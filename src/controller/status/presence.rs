//! Existence and absence probes over a fixed list of resources.

use super::condition::probe_error_status;
use super::StatusReporter;
use crate::client::{ClusterClient, ObjectKey};
use crate::crd::{reason, ComponentCondition, ConditionStatus};
use async_trait::async_trait;
use tracing::debug;

const COMPONENT_KIND: &str = "Component";

fn join_keys(keys: &[&ObjectKey]) -> String {
    keys.iter()
        .map(ToString::to_string)
        .collect::<Vec<_>>()
        .join(", ")
}

/// Requires every listed resource to exist
#[derive(Debug, Clone)]
pub struct PresentStatus {
    name: String,
    namespace: String,
    kind: String,
    resources: Vec<ObjectKey>,
}

impl PresentStatus {
    pub fn new(name: &str, namespace: &str, resources: Vec<ObjectKey>) -> Self {
        Self {
            name: name.to_string(),
            namespace: namespace.to_string(),
            kind: COMPONENT_KIND.to_string(),
            resources,
        }
    }

    /// Presence of a single resource, identified by that resource
    pub fn single(key: ObjectKey) -> Self {
        Self {
            name: key.name.clone(),
            namespace: key.namespace.clone().unwrap_or_default(),
            kind: key.kind.clone(),
            resources: vec![key],
        }
    }
}

#[async_trait]
impl StatusReporter for PresentStatus {
    fn name(&self) -> &str {
        &self.name
    }

    fn namespace(&self) -> &str {
        &self.namespace
    }

    fn kind(&self) -> &str {
        &self.kind
    }

    async fn status(&self, client: &dyn ClusterClient) -> ComponentCondition {
        let mut missing = Vec::new();
        for key in &self.resources {
            match client.get(key).await {
                Ok(_) => {}
                Err(e) if e.is_absent() => missing.push(key),
                Err(e) => {
                    debug!(resource = %key, error = %e, "Presence probe failed");
                    return probe_error_status(&self.name, &self.kind);
                }
            }
        }

        if missing.is_empty() {
            ComponentCondition {
                name: self.name.clone(),
                kind: self.kind.clone(),
                r#type: "Present".to_string(),
                status: ConditionStatus::True,
                reason: Some(reason::COMPONENTS_DEPLOYED.to_string()),
                available: true,
                ..Default::default()
            }
        } else {
            ComponentCondition {
                name: self.name.clone(),
                kind: self.kind.clone(),
                r#type: "Present".to_string(),
                status: ConditionStatus::False,
                reason: Some(reason::FAILED_DEPLOYING_COMPONENT.to_string()),
                message: Some(format!(
                    "The following resource is missing: {}",
                    join_keys(&missing)
                )),
                available: false,
                ..Default::default()
            }
        }
    }
}

/// Requires every listed resource to be absent
#[derive(Debug, Clone)]
pub struct DisabledStatus {
    name: String,
    namespace: String,
    resources: Vec<ObjectKey>,
    explanation: Option<String>,
}

impl DisabledStatus {
    /// A component that must not be installed, with a reason shown while it lingers
    pub fn new(name: &str, namespace: &str, explanation: &str, resources: Vec<ObjectKey>) -> Self {
        Self {
            name: name.to_string(),
            namespace: namespace.to_string(),
            resources,
            explanation: Some(explanation.to_string()),
        }
    }

    /// A component that was switched off by its toggle
    pub fn toggled_off(name: &str, namespace: &str, resources: Vec<ObjectKey>) -> Self {
        Self {
            name: name.to_string(),
            namespace: namespace.to_string(),
            resources,
            explanation: None,
        }
    }

    pub fn resources(&self) -> &[ObjectKey] {
        &self.resources
    }
}

#[async_trait]
impl StatusReporter for DisabledStatus {
    fn name(&self) -> &str {
        &self.name
    }

    fn namespace(&self) -> &str {
        &self.namespace
    }

    fn kind(&self) -> &str {
        COMPONENT_KIND
    }

    async fn status(&self, client: &dyn ClusterClient) -> ComponentCondition {
        let mut remaining = Vec::new();
        for key in &self.resources {
            match client.get(key).await {
                Ok(_) => remaining.push(key),
                Err(e) if e.is_absent() => {}
                Err(e) => {
                    debug!(resource = %key, error = %e, "Absence probe failed");
                    return probe_error_status(&self.name, COMPONENT_KIND);
                }
            }
        }

        if remaining.is_empty() {
            return ComponentCondition {
                name: self.name.clone(),
                kind: COMPONENT_KIND.to_string(),
                r#type: "NotPresent".to_string(),
                status: ConditionStatus::True,
                reason: Some(reason::COMPONENT_DISABLED.to_string()),
                message: Some("No resources present".to_string()),
                available: true,
                ..Default::default()
            };
        }

        let listing = format!("The following resources remain: {}", join_keys(&remaining));
        let message = match &self.explanation {
            Some(explanation) => format!("{explanation}. {listing}"),
            None => listing,
        };
        ComponentCondition {
            name: self.name.clone(),
            kind: COMPONENT_KIND.to_string(),
            r#type: "NotPresent".to_string(),
            status: ConditionStatus::False,
            reason: Some(reason::RESOURCES_PRESENT.to_string()),
            message: Some(message),
            available: false,
            ..Default::default()
        }
    }
}

#[cfg(test)]
mod tests {
    use super::*;
    use crate::client::{InMemoryCluster, Verb};

    fn svc(name: &str) -> ObjectKey {
        ObjectKey::new("v1", "Service", Some("ns"), name)
    }

    #[tokio::test]
    async fn test_disabled_all_absent_is_available() {
        let cluster = InMemoryCluster::new();
        let reporter = DisabledStatus::toggled_off("console", "ns", vec![svc("a"), svc("b")]);
        let condition = reporter.status(&cluster).await;
        assert!(condition.available);
        assert_eq!(condition.r#type, "NotPresent");
        assert_eq!(condition.status, ConditionStatus::True);
    }

    #[tokio::test]
    async fn test_disabled_lists_remaining_resources() {
        let cluster = InMemoryCluster::new();
        cluster.insert(svc("b").to_object()).unwrap();
        let reporter = DisabledStatus::toggled_off("console", "ns", vec![svc("a"), svc("b")]);
        let condition = reporter.status(&cluster).await;
        assert!(!condition.available);
        assert_eq!(condition.status, ConditionStatus::False);
        let message = condition.message.unwrap();
        assert!(message.contains("<Service ns/b>"));
        assert!(!message.contains("<Service ns/a>"));
    }

    #[tokio::test]
    async fn test_disabled_explanation_prefixes_message() {
        let cluster = InMemoryCluster::new();
        cluster.insert(svc("old").to_object()).unwrap();
        let reporter = DisabledStatus::new("legacy", "ns", "Old resources must be removed", vec![svc("old")]);
        let message = reporter.status(&cluster).await.message.unwrap();
        assert!(message.starts_with("Old resources must be removed. The following resources remain:"));
    }

    #[tokio::test]
    async fn test_present_reports_missing_resource() {
        let cluster = InMemoryCluster::new();
        cluster.insert(svc("a").to_object()).unwrap();
        let reporter = PresentStatus::new("addon", "ns", vec![svc("a"), svc("b")]);
        let condition = reporter.status(&cluster).await;
        assert!(!condition.available);
        assert_eq!(condition.r#type, "Present");
        assert!(condition.message.unwrap().contains("<Service ns/b>"));
    }

    #[tokio::test]
    async fn test_present_treats_missing_schema_as_missing() {
        let cluster = InMemoryCluster::new();
        cluster.unregister_kind("Service");
        let condition = PresentStatus::single(svc("a")).status(&cluster).await;
        assert_eq!(condition.status, ConditionStatus::False);
        assert_eq!(condition.kind, "Service");
    }

    #[tokio::test]
    async fn test_present_all_exist_is_available() {
        let cluster = InMemoryCluster::new();
        cluster.insert(svc("a").to_object()).unwrap();
        let condition = PresentStatus::single(svc("a")).status(&cluster).await;
        assert!(condition.available);
        assert_eq!(condition.status, ConditionStatus::True);
    }

    #[tokio::test]
    async fn test_probe_errors_become_unknown() {
        let cluster = InMemoryCluster::new();
        cluster.inject_failure(Verb::Get, "Service", 503, "unavailable");
        let condition = DisabledStatus::toggled_off("x", "ns", vec![svc("a")])
            .status(&cluster)
            .await;
        assert_eq!(condition.r#type, "Unknown");
        assert!(!condition.available);
    }
}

--------

→ **Exercise description**: When a line contains the string "that", copy it from the records.

→ **Result for this exercise**:
    /// Presence of a single resource, identified by that resource
    /// A component that must not be installed, with a reason shown while it lingers
    /// A component that was switched off by its toggle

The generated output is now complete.